**STORED DATA:**
•••••

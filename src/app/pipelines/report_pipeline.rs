use crate::adapters::xlsx;
use crate::core::{archive, bundle, normalize, partition};
use crate::core::{ChartRenderer, ConfigProvider, NormalizedRecord, Pipeline, Storage, TransformResult};
use crate::utils::error::{ChartError, Result};
use chrono::{Local, NaiveDateTime};

/// Report workbook in, zip of per-metric charts out.
pub struct ReportPipeline<S: Storage, C: ConfigProvider, R: ChartRenderer> {
    pub(crate) storage: S,
    pub(crate) config: C,
    pub(crate) renderer: R,
    generated_at: Option<NaiveDateTime>,
}

impl<S: Storage, C: ConfigProvider, R: ChartRenderer> ReportPipeline<S, C, R> {
    pub fn new(storage: S, config: C, renderer: R) -> Self {
        Self {
            storage,
            config,
            renderer,
            generated_at: None,
        }
    }

    /// Pins the generation time instead of reading the clock at load.
    pub fn with_generated_at(mut self, generated_at: NaiveDateTime) -> Self {
        self.generated_at = Some(generated_at);
        self
    }

    fn generation_time(&self) -> NaiveDateTime {
        self.generated_at
            .unwrap_or_else(|| Local::now().naive_local())
    }
}

#[async_trait::async_trait]
impl<S: Storage, C: ConfigProvider, R: ChartRenderer> Pipeline for ReportPipeline<S, C, R> {
    async fn extract(&self) -> Result<Vec<NormalizedRecord>> {
        let input = self.config.input_path().ok_or(ChartError::MissingInput)?;
        tracing::info!("📥 Reading report from: {}", input);

        let bytes = self.storage.read_file(input).await?;
        if bytes.is_empty() {
            return Err(ChartError::MissingInput);
        }
        tracing::debug!("Report file size: {} bytes", bytes.len());

        let report = xlsx::read_report(bytes)?;
        let records = normalize::normalize(&report, self.config.header_rows())?;

        tracing::info!("📊 Normalized {} data rows", records.len());
        Ok(records)
    }

    async fn transform(&self, data: Vec<NormalizedRecord>) -> Result<TransformResult> {
        let series = partition::partition(&data);

        for s in &series {
            if s.is_empty() {
                tracing::warn!("No rows for '{}', its chart will be empty", s.metric);
            } else {
                tracing::debug!("'{}': {} points", s.metric, s.points.len());
            }
        }

        // 依固定順序逐一繪圖
        let artifacts = bundle::render_all(&self.renderer, &series)?;

        tracing::info!("🖼️ Rendered {} charts", artifacts.len());
        Ok(TransformResult { series, artifacts })
    }

    async fn load(&self, result: TransformResult) -> Result<String> {
        let generated_at = self.generation_time();
        let bundle = archive::package(&result.artifacts, generated_at)?;

        tracing::debug!("Writing ZIP file ({} bytes) to storage", bundle.bytes.len());
        self.storage.write_file(&bundle.name, &bundle.bytes).await?;

        // 壓縮檔寫入成功後才留下個別圖檔
        if self.config.keep_images() {
            for artifact in &result.artifacts {
                let path = format!("{}/{}", bundle.stamp(), artifact.file_name());
                self.storage.write_file(&path, &artifact.bytes).await?;
            }
            tracing::debug!("Wrote {} images under {}/", result.artifacts.len(), bundle.stamp());
        }

        let output_path = format!("{}/{}", self.config.output_path(), bundle.name);
        tracing::info!("📦 Archive saved: {}", output_path);
        Ok(output_path)
    }
}

#[cfg(test)]
mod tests {
    use super::*;
    use crate::domain::metric::Metric;
    use crate::domain::model::{ChartArtifact, ChartOptions, MetricSeries};
    use chrono::NaiveDate;
    use rust_xlsxwriter::Workbook;
    use std::collections::HashMap;
    use std::sync::Arc;
    use tokio::sync::Mutex;

    #[derive(Clone)]
    struct MockStorage {
        files: Arc<Mutex<HashMap<String, Vec<u8>>>>,
    }

    impl MockStorage {
        fn new() -> Self {
            Self {
                files: Arc::new(Mutex::new(HashMap::new())),
            }
        }

        async fn put_file(&self, path: &str, data: Vec<u8>) {
            self.files.lock().await.insert(path.to_string(), data);
        }

        async fn get_file(&self, path: &str) -> Option<Vec<u8>> {
            let files = self.files.lock().await;
            files.get(path).cloned()
        }

        async fn paths(&self) -> Vec<String> {
            let mut paths: Vec<String> = self.files.lock().await.keys().cloned().collect();
            paths.sort();
            paths
        }
    }

    impl Storage for MockStorage {
        async fn read_file(&self, path: &str) -> Result<Vec<u8>> {
            let files = self.files.lock().await;
            files.get(path).cloned().ok_or_else(|| {
                ChartError::IoError(std::io::Error::new(
                    std::io::ErrorKind::NotFound,
                    format!("File not found: {}", path),
                ))
            })
        }

        async fn write_file(&self, path: &str, data: &[u8]) -> Result<()> {
            let mut files = self.files.lock().await;
            files.insert(path.to_string(), data.to_vec());
            Ok(())
        }
    }

    /// Refuses archive writes, accepts everything else.
    struct ZipRejectingStorage {
        inner: MockStorage,
    }

    impl Storage for ZipRejectingStorage {
        async fn read_file(&self, path: &str) -> Result<Vec<u8>> {
            self.inner.read_file(path).await
        }

        async fn write_file(&self, path: &str, data: &[u8]) -> Result<()> {
            if path.ends_with(".zip") {
                return Err(ChartError::IoError(std::io::Error::new(
                    std::io::ErrorKind::PermissionDenied,
                    format!("Read-only: {}", path),
                )));
            }
            self.inner.write_file(path, data).await
        }
    }

    struct MockConfig {
        input_path: Option<String>,
        keep_images: bool,
    }

    impl ConfigProvider for MockConfig {
        fn input_path(&self) -> Option<&str> {
            self.input_path.as_deref()
        }

        fn output_path(&self) -> &str {
            "test_output"
        }

        fn header_rows(&self) -> usize {
            4
        }

        fn chart_options(&self) -> ChartOptions {
            ChartOptions::default()
        }

        fn keep_images(&self) -> bool {
            self.keep_images
        }
    }

    /// Writes the point count instead of an image.
    struct CountingRenderer;

    impl ChartRenderer for CountingRenderer {
        fn render(&self, series: &MetricSeries) -> Result<ChartArtifact> {
            Ok(ChartArtifact {
                metric: series.metric,
                bytes: series.points.len().to_string().into_bytes(),
            })
        }
    }

    fn workbook_bytes(data_rows: &[[&str; 5]]) -> Vec<u8> {
        let mut workbook = Workbook::new();
        let worksheet = workbook.add_worksheet();
        worksheet.write_string(0, 0, "Throughput Report").unwrap();
        worksheet.write_string(1, 0, "Site: 42").unwrap();
        worksheet.write_string(2, 0, "Legend: values as reported").unwrap();
        for (col, name) in ["Group", "Code", "Value", "Start", "End"].iter().enumerate() {
            worksheet.write_string(3, col as u16, *name).unwrap();
        }
        for (i, row) in data_rows.iter().enumerate() {
            for (col, value) in row.iter().enumerate() {
                worksheet.write_string(4 + i as u32, col as u16, *value).unwrap();
            }
        }
        workbook.save_to_buffer().unwrap()
    }

    fn generated_at() -> NaiveDateTime {
        NaiveDate::from_ymd_opt(2024, 3, 1)
            .unwrap()
            .and_hms_opt(12, 0, 0)
            .unwrap()
    }

    fn pipeline(
        storage: MockStorage,
        input_path: Option<&str>,
        keep_images: bool,
    ) -> ReportPipeline<MockStorage, MockConfig, CountingRenderer> {
        let config = MockConfig {
            input_path: input_path.map(str::to_string),
            keep_images,
        };
        ReportPipeline::new(storage, config, CountingRenderer).with_generated_at(generated_at())
    }

    #[tokio::test]
    async fn test_extract_without_input_is_missing_input() {
        let pipeline = pipeline(MockStorage::new(), None, false);
        let err = pipeline.extract().await.unwrap_err();
        assert!(matches!(err, ChartError::MissingInput));
    }

    #[tokio::test]
    async fn test_extract_empty_upload_is_missing_input() {
        let storage = MockStorage::new();
        storage.put_file("report.xlsx", Vec::new()).await;

        let pipeline = pipeline(storage, Some("report.xlsx"), false);
        let err = pipeline.extract().await.unwrap_err();
        assert!(matches!(err, ChartError::MissingInput));
    }

    #[tokio::test]
    async fn test_extract_normalizes_data_rows() {
        let storage = MockStorage::new();
        storage
            .put_file(
                "report.xlsx",
                workbook_bytes(&[
                    ["LTE", "UP Speed", "10 Mbps", "2024-03-01 10:00:00", ""],
                    ["LTE", "SINR", "12 dB", "2024-03-01 10:00:00", ""],
                ]),
            )
            .await;

        let pipeline = pipeline(storage, Some("report.xlsx"), false);
        let records = pipeline.extract().await.unwrap();

        assert_eq!(records.len(), 2);
        assert_eq!(records[0].numeric_value, Some(10.0));
        assert_eq!(records[1].code, "SINR");
    }

    #[tokio::test]
    async fn test_full_run_writes_bundle_and_images() {
        let storage = MockStorage::new();
        storage
            .put_file(
                "report.xlsx",
                workbook_bytes(&[
                    ["LTE", "Tx_power", "23 dBm", "2024-03-01 10:05:00", ""],
                    ["LTE", "Tx_power", "22 dBm", "2024-03-01 10:00:00", ""],
                ]),
            )
            .await;

        let pipeline = pipeline(storage.clone(), Some("report.xlsx"), true);
        let records = pipeline.extract().await.unwrap();
        let result = pipeline.transform(records).await.unwrap();

        let tx = result
            .series
            .iter()
            .find(|s| s.metric == Metric::TxPower)
            .unwrap();
        assert_eq!(tx.points[0].value, Some(22.0));
        assert_eq!(tx.points[1].value, Some(23.0));

        let output = pipeline.load(result).await.unwrap();
        assert_eq!(output, "test_output/20240301_120000.zip");

        let paths = storage.paths().await;
        assert!(paths.contains(&"20240301_120000.zip".to_string()));
        assert!(paths.contains(&"20240301_120000/Tx_power.jpeg".to_string()));
        assert_eq!(
            storage.get_file("20240301_120000/Tx_power.jpeg").await.unwrap(),
            b"2"
        );
        // 6 張圖 + 壓縮檔 + 原始報表
        assert_eq!(paths.len(), 8);
    }

    #[tokio::test]
    async fn test_failed_archive_write_leaves_no_images() {
        let inner = MockStorage::new();
        let config = MockConfig {
            input_path: None,
            keep_images: true,
        };
        let pipeline = ReportPipeline::new(
            ZipRejectingStorage {
                inner: inner.clone(),
            },
            config,
            CountingRenderer,
        )
        .with_generated_at(generated_at());

        let series = partition::partition(&[]);
        let artifacts = bundle::render_all(&CountingRenderer, &series).unwrap();
        let err = pipeline
            .load(TransformResult { series, artifacts })
            .await
            .unwrap_err();

        assert!(matches!(err, ChartError::IoError(_)));
        assert!(inner.paths().await.is_empty());
    }
}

•••••

Look through the entries above and count each line holding "return"; report the count alone.

2